O ministro Gilmar Mendes, do Supremo Tribunal Federal (STF), está organizando a edição mais ambiciosa do Fórum de Lisboa, em Portugal, para junho de 2026. O evento, conhecido como “Gilmarpalooza”, ocorrerá sob forte pressão pública após revelações de que o banqueiro Daniel Vorcaro, do Banco Master, financiou viagens de autoridades brasileiras para agendas paralelas no exterior.
O Fórum de Lisboa é um encontro jurídico e político anual que atrai centenas de magistrados, políticos e empresários. O nome “Gilmarpalooza” é uma brincadeira com o festival Lollapalooza, mas também reflete a magnitude do evento. Para o ministro Gilmar Mendes, o objetivo é consolidar o fórum como o principal ponto de encontro entre os chefes do Judiciário brasileiro, integrantes do Governo e representantes do setor privado.

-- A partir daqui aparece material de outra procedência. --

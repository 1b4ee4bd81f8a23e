//! End to end tests of the `timers` binary against a temporary store file.

use std::fs;
use std::path::Path;

use assert_cmd::Command;
use predicates::prelude::*;
use tempfile::tempdir;

fn timers(file: &Path) -> Command {
    let mut cmd = Command::cargo_bin("timers").expect("binary should build");
    cmd.env_remove("TIMERS_FILE")
        .env_remove("TIMERS_LENIENT")
        .env_remove("RUST_LOG")
        .arg("--file")
        .arg(file);
    cmd
}

#[test]
fn create_stop_start_list() {
    let dir = tempdir().unwrap();
    let file = dir.path().join("timers");

    timers(&file)
        .args(["create", "work"])
        .assert()
        .success()
        .stdout("created tracker \"work\"\n");

    timers(&file)
        .args(["stop", "work"])
        .assert()
        .success()
        .stdout("stopped tracker \"work\"\n");

    timers(&file)
        .args(["start", "work"])
        .assert()
        .success()
        .stdout("started tracker \"work\"\n");

    let contents = fs::read_to_string(&file).unwrap();
    let tokens: Vec<&str> = contents.split_whitespace().collect();
    assert_eq!(tokens[0], "work");
    assert_eq!(tokens.len(), 4);
    assert!(contents.ends_with('\n'));

    timers(&file)
        .arg("list")
        .assert()
        .success()
        .stdout(predicate::str::starts_with("Label").and(predicate::str::contains("work")));

    timers(&file)
        .args(["list", "work"])
        .assert()
        .success()
        .stdout(predicate::str::contains("Running"));
}

#[test]
fn errors_exit_non_zero() {
    let dir = tempdir().unwrap();
    let file = dir.path().join("timers");

    timers(&file).args(["new", "work"]).assert().success();

    timers(&file)
        .args(["start", "work"])
        .assert()
        .failure()
        .stderr(predicate::str::contains("tracker \"work\" already running"));

    timers(&file)
        .args(["create", "work"])
        .assert()
        .failure()
        .stderr(predicate::str::contains("already exists"));

    timers(&file)
        .args(["delete", "play"])
        .assert()
        .failure()
        .stderr(predicate::str::contains("tracker \"play\" does not exist"));

    let contents = fs::read_to_string(&file).unwrap();
    assert_eq!(contents.lines().count(), 1);
}

#[test]
fn delete_keeps_other_trackers() {
    let dir = tempdir().unwrap();
    let file = dir.path().join("timers");
    fs::write(
        &file,
        "a 2012-11-01T22:08:41+00:00 2012-11-01T22:20:41+00:00\n\
         b 2012-11-01T22:08:41+00:00\n\
         c 2012-11-02T08:00:00+00:00 2012-11-02T09:00:00+00:00\n",
    )
    .unwrap();

    timers(&file)
        .args(["delete", "b"])
        .assert()
        .success()
        .stdout("deleted tracker \"b\"\n");

    assert_eq!(
        fs::read_to_string(&file).unwrap(),
        "a 2012-11-01T22:08:41+00:00 2012-11-01T22:20:41+00:00\n\
         c 2012-11-02T08:00:00+00:00 2012-11-02T09:00:00+00:00\n"
    );
}

#[test]
fn list_missing_file_is_empty() {
    let dir = tempdir().unwrap();
    let file = dir.path().join("timers");

    timers(&file)
        .arg("list")
        .assert()
        .success()
        .stdout("Label  Duration  Status\n");

    assert!(!file.exists());
}

#[test]
fn corrupt_lines() {
    let dir = tempdir().unwrap();
    let file = dir.path().join("timers");
    fs::write(
        &file,
        "a 2012-11-01T22:08:41+00:00 2012-11-01T22:20:41+00:00\nb not-a-date\n",
    )
    .unwrap();

    timers(&file)
        .arg("list")
        .assert()
        .failure()
        .stderr(predicate::str::contains("line 2"));

    timers(&file)
        .args(["--lenient", "list"])
        .assert()
        .success()
        .stdout(predicate::str::contains("a ").and(predicate::str::contains("b ").not()));
}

No entanto, as investigações da Polícia Federal apontam que o banqueiro Daniel Vorcaro pagou despesas de luxo de autoridades brasileiras no exterior, incluindo passagens, hotéis e festas em locais como Londres e Lisboa. Essas viagens ocorreram em agendas paralelas ao fórum oficial, levantando suspeitas sobre a proximidade entre quem julga e quem é dono de grandes instituições financeiras.
Especialistas criticam essas viagens internacionais por criar um conflito de interesses e falta de transparência. Embora participar de palestras acadêmicas seja legal, a mistura com jantares e festas financiados por empresários cria um problema de imagem. A percepção do público é de que essas relações podem influenciar decisões judiciais futuras, especialmente quando os patrocinadores têm processos tramitando nos tribunais superiores.
O ministro Gilmar Mendes trata as críticas com ironia e defende a importância institucional do encontro. Para ele, o fórum é um caso de sucesso e a discussão sobre temas globais, como tecnologia e soberania, é necessária. Mendes afirma que reunir diferentes atores da sociedade, inclusive do mercado financeiro, ajuda a qualificar o debate sobre os desafios modernos do Direito e da política internacional.
Diante da pressão e do descrédito institucional, o presidente do STF, Edson Fachin, espera aprovar um novo código de ética para os ministros ainda em 2026. O texto, que está sendo preparado pela ministra Cármen Lúcia, pretende definir limites claros sobre a participação de magistrados em eventos sociais e as relações com o setor privado. No entanto, o tema ainda enfrenta resistência interna por causa do clima de tensão política no país.